#### Stored data entries:
⁂

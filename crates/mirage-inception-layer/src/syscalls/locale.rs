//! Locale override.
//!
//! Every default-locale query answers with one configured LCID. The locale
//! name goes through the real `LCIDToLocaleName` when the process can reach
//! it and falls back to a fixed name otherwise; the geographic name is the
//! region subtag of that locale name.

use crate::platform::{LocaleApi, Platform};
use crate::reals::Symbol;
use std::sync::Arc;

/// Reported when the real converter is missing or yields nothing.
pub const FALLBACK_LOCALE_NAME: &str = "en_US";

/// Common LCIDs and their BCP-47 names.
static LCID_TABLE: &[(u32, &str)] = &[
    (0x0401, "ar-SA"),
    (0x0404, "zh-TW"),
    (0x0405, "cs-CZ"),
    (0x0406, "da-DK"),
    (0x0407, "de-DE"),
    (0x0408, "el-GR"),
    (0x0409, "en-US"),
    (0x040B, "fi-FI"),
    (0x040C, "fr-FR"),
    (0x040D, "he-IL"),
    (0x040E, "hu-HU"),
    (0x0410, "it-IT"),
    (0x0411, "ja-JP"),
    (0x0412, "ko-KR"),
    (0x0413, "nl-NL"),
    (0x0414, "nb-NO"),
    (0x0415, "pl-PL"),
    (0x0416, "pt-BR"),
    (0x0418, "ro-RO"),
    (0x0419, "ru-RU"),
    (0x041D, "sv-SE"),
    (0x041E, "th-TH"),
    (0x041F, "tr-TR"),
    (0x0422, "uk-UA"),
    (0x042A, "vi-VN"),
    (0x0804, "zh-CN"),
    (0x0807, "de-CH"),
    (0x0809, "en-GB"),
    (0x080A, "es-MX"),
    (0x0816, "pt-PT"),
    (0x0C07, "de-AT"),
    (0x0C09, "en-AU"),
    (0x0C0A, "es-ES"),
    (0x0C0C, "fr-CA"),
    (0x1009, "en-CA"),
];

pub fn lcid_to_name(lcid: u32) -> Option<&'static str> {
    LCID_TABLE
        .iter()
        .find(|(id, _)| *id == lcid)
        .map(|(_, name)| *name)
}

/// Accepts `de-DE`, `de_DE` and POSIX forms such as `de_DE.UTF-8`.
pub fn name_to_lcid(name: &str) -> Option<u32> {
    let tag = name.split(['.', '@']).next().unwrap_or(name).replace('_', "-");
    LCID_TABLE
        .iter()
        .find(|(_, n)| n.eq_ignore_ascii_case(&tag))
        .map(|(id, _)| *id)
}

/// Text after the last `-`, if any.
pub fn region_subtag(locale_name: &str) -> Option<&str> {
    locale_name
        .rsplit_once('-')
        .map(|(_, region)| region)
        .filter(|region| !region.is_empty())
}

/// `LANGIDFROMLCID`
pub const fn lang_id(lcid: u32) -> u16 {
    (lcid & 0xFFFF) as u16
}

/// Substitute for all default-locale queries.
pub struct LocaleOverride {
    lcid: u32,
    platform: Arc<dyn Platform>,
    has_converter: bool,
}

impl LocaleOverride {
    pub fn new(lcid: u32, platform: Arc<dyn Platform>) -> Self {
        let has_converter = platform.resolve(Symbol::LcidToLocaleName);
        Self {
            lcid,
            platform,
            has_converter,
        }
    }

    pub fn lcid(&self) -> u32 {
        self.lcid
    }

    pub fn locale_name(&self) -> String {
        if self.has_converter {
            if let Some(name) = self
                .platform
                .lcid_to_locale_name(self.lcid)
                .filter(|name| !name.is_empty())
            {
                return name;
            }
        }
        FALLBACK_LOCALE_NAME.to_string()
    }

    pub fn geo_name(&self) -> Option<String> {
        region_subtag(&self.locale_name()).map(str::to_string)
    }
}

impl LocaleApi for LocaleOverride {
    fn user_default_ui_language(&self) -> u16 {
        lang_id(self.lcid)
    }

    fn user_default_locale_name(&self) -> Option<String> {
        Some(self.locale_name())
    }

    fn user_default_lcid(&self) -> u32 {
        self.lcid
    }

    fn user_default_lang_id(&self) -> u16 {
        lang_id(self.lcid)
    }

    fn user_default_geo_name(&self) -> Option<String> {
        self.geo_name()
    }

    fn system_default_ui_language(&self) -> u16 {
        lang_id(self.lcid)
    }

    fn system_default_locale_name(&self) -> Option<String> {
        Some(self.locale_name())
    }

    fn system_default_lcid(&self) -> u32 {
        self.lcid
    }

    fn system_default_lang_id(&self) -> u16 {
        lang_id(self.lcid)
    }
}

⁂

#### What to do:
Each record must be output word for word.

#### Task response:
filename crates/mirage-inception-layer/src/syscalls/locale.rs
//! Locale override.
//!
//! Every default-locale query answers with one configured LCID. The locale
//! name goes through the real `LCIDToLocaleName` when the process can reach
//! it and falls back to a fixed name otherwise; the geographic name is the
//! region subtag of that locale name.

use crate::platform::{LocaleApi, Platform};
use crate::reals::Symbol;
use std::sync::Arc;

/// Reported when the real converter is missing or yields nothing.
pub const FALLBACK_LOCALE_NAME: &str = "en_US";

/// Common LCIDs and their BCP-47 names.
static LCID_TABLE: &[(u32, &str)] = &[
    (0x0401, "ar-SA"),
    (0x0404, "zh-TW"),
    (0x0405, "cs-CZ"),
    (0x0406, "da-DK"),
    (0x0407, "de-DE"),
    (0x0408, "el-GR"),
    (0x0409, "en-US"),
    (0x040B, "fi-FI"),
    (0x040C, "fr-FR"),
    (0x040D, "he-IL"),
    (0x040E, "hu-HU"),
    (0x0410, "it-IT"),
    (0x0411, "ja-JP"),
    (0x0412, "ko-KR"),
    (0x0413, "nl-NL"),
    (0x0414, "nb-NO"),
    (0x0415, "pl-PL"),
    (0x0416, "pt-BR"),
    (0x0418, "ro-RO"),
    (0x0419, "ru-RU"),
    (0x041D, "sv-SE"),
    (0x041E, "th-TH"),
    (0x041F, "tr-TR"),
    (0x0422, "uk-UA"),
    (0x042A, "vi-VN"),
    (0x0804, "zh-CN"),
    (0x0807, "de-CH"),
    (0x0809, "en-GB"),
    (0x080A, "es-MX"),
    (0x0816, "pt-PT"),
    (0x0C07, "de-AT"),
    (0x0C09, "en-AU"),
    (0x0C0A, "es-ES"),
    (0x0C0C, "fr-CA"),
    (0x1009, "en-CA"),
];

pub fn lcid_to_name(lcid: u32) -> Option<&'static str> {
    LCID_TABLE
        .iter()
        .find(|(id, _)| *id == lcid)
        .map(|(_, name)| *name)
}

/// Accepts `de-DE`, `de_DE` and POSIX forms such as `de_DE.UTF-8`.
pub fn name_to_lcid(name: &str) -> Option<u32> {
    let tag = name.split(['.', '@']).next().unwrap_or(name).replace('_', "-");
    LCID_TABLE
        .iter()
        .find(|(_, n)| n.eq_ignore_ascii_case(&tag))
        .map(|(id, _)| *id)
}

/// Text after the last `-`, if any.
pub fn region_subtag(locale_name: &str) -> Option<&str> {
    locale_name
        .rsplit_once('-')
        .map(|(_, region)| region)
        .filter(|region| !region.is_empty())
}

/// `LANGIDFROMLCID`
pub const fn lang_id(lcid: u32) -> u16 {
    (lcid & 0xFFFF) as u16
}

/// Substitute for all default-locale queries.
pub struct LocaleOverride {
    lcid: u32,
    platform: Arc<dyn Platform>,
    has_converter: bool,
}

impl LocaleOverride {
    pub fn new(lcid: u32, platform: Arc<dyn Platform>) -> Self {
        let has_converter = platform.resolve(Symbol::LcidToLocaleName);
        Self {
            lcid,
            platform,
            has_converter,
        }
    }

    pub fn lcid(&self) -> u32 {
        self.lcid
    }

    pub fn locale_name(&self) -> String {
        if self.has_converter {
            if let Some(name) = self
                .platform
                .lcid_to_locale_name(self.lcid)
                .filter(|name| !name.is_empty())
            {
                return name;
            }
        }
        FALLBACK_LOCALE_NAME.to_string()
    }

    pub fn geo_name(&self) -> Option<String> {
        region_subtag(&self.locale_name()).map(str::to_string)
    }
}

impl LocaleApi for LocaleOverride {
    fn user_default_ui_language(&self) -> u16 {
        lang_id(self.lcid)
    }

    fn user_default_locale_name(&self) -> Option<String> {
        Some(self.locale_name())
    }

    fn user_default_lcid(&self) -> u32 {
        self.lcid
    }

    fn user_default_lang_id(&self) -> u16 {
        lang_id(self.lcid)
    }

    fn user_default_geo_name(&self) -> Option<String> {
        self.geo_name()
    }

    fn system_default_ui_language(&self) -> u16 {
        lang_id(self.lcid)
    }

    fn system_default_locale_name(&self) -> Option<String> {
        Some(self.locale_name())
    }

    fn system_default_lcid(&self) -> u32 {
        self.lcid
    }

    fn system_default_lang_id(&self) -> u16 {
        lang_id(self.lcid)
    }
}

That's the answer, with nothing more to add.